Neonates and Infants younger than 3 months
Neonates have a larger volume of distribution and slower clearance of meropenem compared to adults. The clearance of meropenem is lowest in premature neonates and increases with postmenstrual age (PMA) and postnatal age (PNA). The elimination half-life in premature and term infants is approximately 3 to 4 hours and 2 hours, respectively. Due to slower meropenem clearance, the extended infusion method of administration (over 3 to 4 hours) does not appear to have the same benefit in very low birth weight (VLBW) neonates as is seen in older age groups; infusions over 30 minutes are optimal for achieving a 40% T more than the MIC in the majority of VLBW neonates.

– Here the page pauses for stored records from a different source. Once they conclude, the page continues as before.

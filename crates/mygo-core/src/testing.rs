//! Scripted collaborators for unit tests.

use std::collections::VecDeque;
use std::sync::Mutex;

use serde_json::Value;

use mygo_contracts::{
    agent::Surface,
    error::{MygoError, MygoResult},
    gateway::{
        BinaryPayload, ImproviseRequest, ImprovisedSolution, ProjectSummary,
        RefineSolutionRequest, RequirementsReview, SimilarSolution, SolutionProposal,
        SourceSummary, SyncReport, SyncScope,
    },
    request::{AgentRequest, Operation},
};

use crate::traits::{BackendGateway, SurfaceRouter};

#[derive(Default)]
struct Script {
    invoke: VecDeque<MygoResult<Value>>,
    download: VecDeque<MygoResult<BinaryPayload>>,
    requirements: VecDeque<MygoResult<RequirementsReview>>,
    solutions: VecDeque<MygoResult<SolutionProposal>>,
    similar: VecDeque<MygoResult<Vec<SimilarSolution>>>,
    improvise: VecDeque<MygoResult<ImprovisedSolution>>,
    sources: VecDeque<MygoResult<Vec<SourceSummary>>>,
    projects: VecDeque<MygoResult<Vec<ProjectSummary>>>,
    sync: VecDeque<MygoResult<SyncReport>>,

    calls: Vec<Operation>,
    requests: Vec<AgentRequest>,
    downloads: Vec<AgentRequest>,
    refinements: Vec<RefineSolutionRequest>,
    improvisations: Vec<ImproviseRequest>,
    sync_scopes: Vec<SyncScope>,
}

/// A gateway answering from per-operation queues.
///
/// Solution generation and refinement share one queue. An exhausted queue
/// answers with a transport error.
#[derive(Default)]
pub(crate) struct MockGateway {
    script: Mutex<Script>,
}

fn next<T>(queue: &mut VecDeque<MygoResult<T>>, operation: Operation) -> MygoResult<T> {
    queue.pop_front().unwrap_or_else(|| {
        Err(MygoError::Transport {
            operation: operation.name().to_string(),
            reason: "no scripted response".to_string(),
        })
    })
}

pub(crate) fn transport_error(operation: Operation) -> MygoError {
    MygoError::Transport {
        operation: operation.name().to_string(),
        reason: "connection refused".to_string(),
    }
}

impl MockGateway {
    pub fn new() -> Self {
        Self::default()
    }

    pub fn push_invoke(&self, result: MygoResult<Value>) {
        self.script.lock().unwrap().invoke.push_back(result);
    }

    pub fn push_download(&self, result: MygoResult<BinaryPayload>) {
        self.script.lock().unwrap().download.push_back(result);
    }

    pub fn push_requirements(&self, result: MygoResult<RequirementsReview>) {
        self.script.lock().unwrap().requirements.push_back(result);
    }

    pub fn push_solution(&self, result: MygoResult<SolutionProposal>) {
        self.script.lock().unwrap().solutions.push_back(result);
    }

    pub fn push_similar(&self, result: MygoResult<Vec<SimilarSolution>>) {
        self.script.lock().unwrap().similar.push_back(result);
    }

    pub fn push_improvise(&self, result: MygoResult<ImprovisedSolution>) {
        self.script.lock().unwrap().improvise.push_back(result);
    }

    pub fn push_sources(&self, result: MygoResult<Vec<SourceSummary>>) {
        self.script.lock().unwrap().sources.push_back(result);
    }

    pub fn push_projects(&self, result: MygoResult<Vec<ProjectSummary>>) {
        self.script.lock().unwrap().projects.push_back(result);
    }

    pub fn push_sync(&self, result: MygoResult<SyncReport>) {
        self.script.lock().unwrap().sync.push_back(result);
    }

    pub fn calls(&self) -> Vec<Operation> {
        self.script.lock().unwrap().calls.clone()
    }

    pub fn requests(&self) -> Vec<AgentRequest> {
        self.script.lock().unwrap().requests.clone()
    }

    pub fn downloads(&self) -> Vec<AgentRequest> {
        self.script.lock().unwrap().downloads.clone()
    }

    pub fn improvisations(&self) -> Vec<ImproviseRequest> {
        self.script.lock().unwrap().improvisations.clone()
    }

    pub fn sync_scopes(&self) -> Vec<SyncScope> {
        self.script.lock().unwrap().sync_scopes.clone()
    }
}

impl BackendGateway for MockGateway {
    fn invoke(&self, request: &AgentRequest) -> MygoResult<Value> {
        let mut s = self.script.lock().unwrap();
        s.calls.push(request.operation());
        s.requests.push(request.clone());
        next(&mut s.invoke, request.operation())
    }

    fn download(&self, request: &AgentRequest) -> MygoResult<BinaryPayload> {
        let mut s = self.script.lock().unwrap();
        s.calls.push(request.operation());
        s.downloads.push(request.clone());
        next(&mut s.download, request.operation())
    }

    fn submit_requirements(&self, _requirements: &str) -> MygoResult<RequirementsReview> {
        let mut s = self.script.lock().unwrap();
        s.calls.push(Operation::SubmitRequirements);
        next(&mut s.requirements, Operation::SubmitRequirements)
    }

    fn generate_solution(&self, _requirements: &str) -> MygoResult<SolutionProposal> {
        let mut s = self.script.lock().unwrap();
        s.calls.push(Operation::GenerateSolution);
        next(&mut s.solutions, Operation::GenerateSolution)
    }

    fn refine_solution(&self, request: &RefineSolutionRequest) -> MygoResult<SolutionProposal> {
        let mut s = self.script.lock().unwrap();
        s.calls.push(Operation::RefineSolution);
        s.refinements.push(request.clone());
        next(&mut s.solutions, Operation::RefineSolution)
    }

    fn search_similar(&self, _solution_summary: &str) -> MygoResult<Vec<SimilarSolution>> {
        let mut s = self.script.lock().unwrap();
        s.calls.push(Operation::SearchSimilar);
        next(&mut s.similar, Operation::SearchSimilar)
    }

    fn improvise(&self, request: &ImproviseRequest) -> MygoResult<ImprovisedSolution> {
        let mut s = self.script.lock().unwrap();
        s.calls.push(Operation::Improvise);
        s.improvisations.push(request.clone());
        next(&mut s.improvise, Operation::Improvise)
    }

    fn list_sources(&self) -> MygoResult<Vec<SourceSummary>> {
        let mut s = self.script.lock().unwrap();
        s.calls.push(Operation::ListSources);
        next(&mut s.sources, Operation::ListSources)
    }

    fn list_projects(&self, _source_id: &str) -> MygoResult<Vec<ProjectSummary>> {
        let mut s = self.script.lock().unwrap();
        s.calls.push(Operation::ListProjects);
        next(&mut s.projects, Operation::ListProjects)
    }

    fn sync_source(&self, scope: &SyncScope) -> MygoResult<SyncReport> {
        let mut s = self.script.lock().unwrap();
        s.calls.push(Operation::SyncSource);
        s.sync_scopes.push(scope.clone());
        next(&mut s.sync, Operation::SyncSource)
    }
}

#[derive(Default)]
pub(crate) struct RecordingRouter {
    surfaces: Mutex<Vec<Surface>>,
}

impl RecordingRouter {
    pub fn surfaces(&self) -> Vec<Surface> {
        self.surfaces.lock().unwrap().clone()
    }
}

impl SurfaceRouter for RecordingRouter {
    fn request_surface(&self, surface: Surface) {
        self.surfaces.lock().unwrap().push(surface);
    }
}

pub(crate) fn source(id: &str, name: &str, source_type: &str) -> SourceSummary {
    SourceSummary {
        id: id.to_string(),
        name: name.to_string(),
        source_type: source_type.to_string(),
        status: Some("connected".to_string()),
    }
}

pub(crate) fn report(synced: usize, skipped: usize, failed: usize) -> SyncReport {
    SyncReport {
        synced,
        skipped,
        failed,
    }
}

The following pharmacokinetic parameters were derived from a population pharmacokinetic analysis of neonates and infants younger than 3 months:
Gestational Age 32 weeks and older
Postnatal Age 2 weeks and older (30 mg/kg every 8 hours)
Vd (L/kg) = 0.451
AUC (mcg x hour/mL) = 444
t 1/2 (hours) = 1.58
Postnatal Age younger than 2 weeks (20 mg/kg every 8 hours)
Vd (L/kg) = 0.463
AUC (mcg x hour/mL) = 445
t 1/2 (hours) = 2.33
Gestational Age younger than 32 weeks
Postnatal Age 2 weeks and older (20 mg/kg every 8 hours)
Vd (L/kg) = 0.467
AUC (mcg x hour/mL) = 491
t 1/2 (hours) = 2.68
Postnatal Age younger than 2 weeks (20 mg/kg every 12 hours)
Vd (L/kg) =0.489
AUC (mcg x hour/mL) = 448
t 1/2 (hours) = 3.82
Geriatric
A pharmacokinetic study with meropenem in elderly patients with renal impairment shows a reduction in plasma clearance of meropenem that correlates with age-associated reduction in creatinine clearance.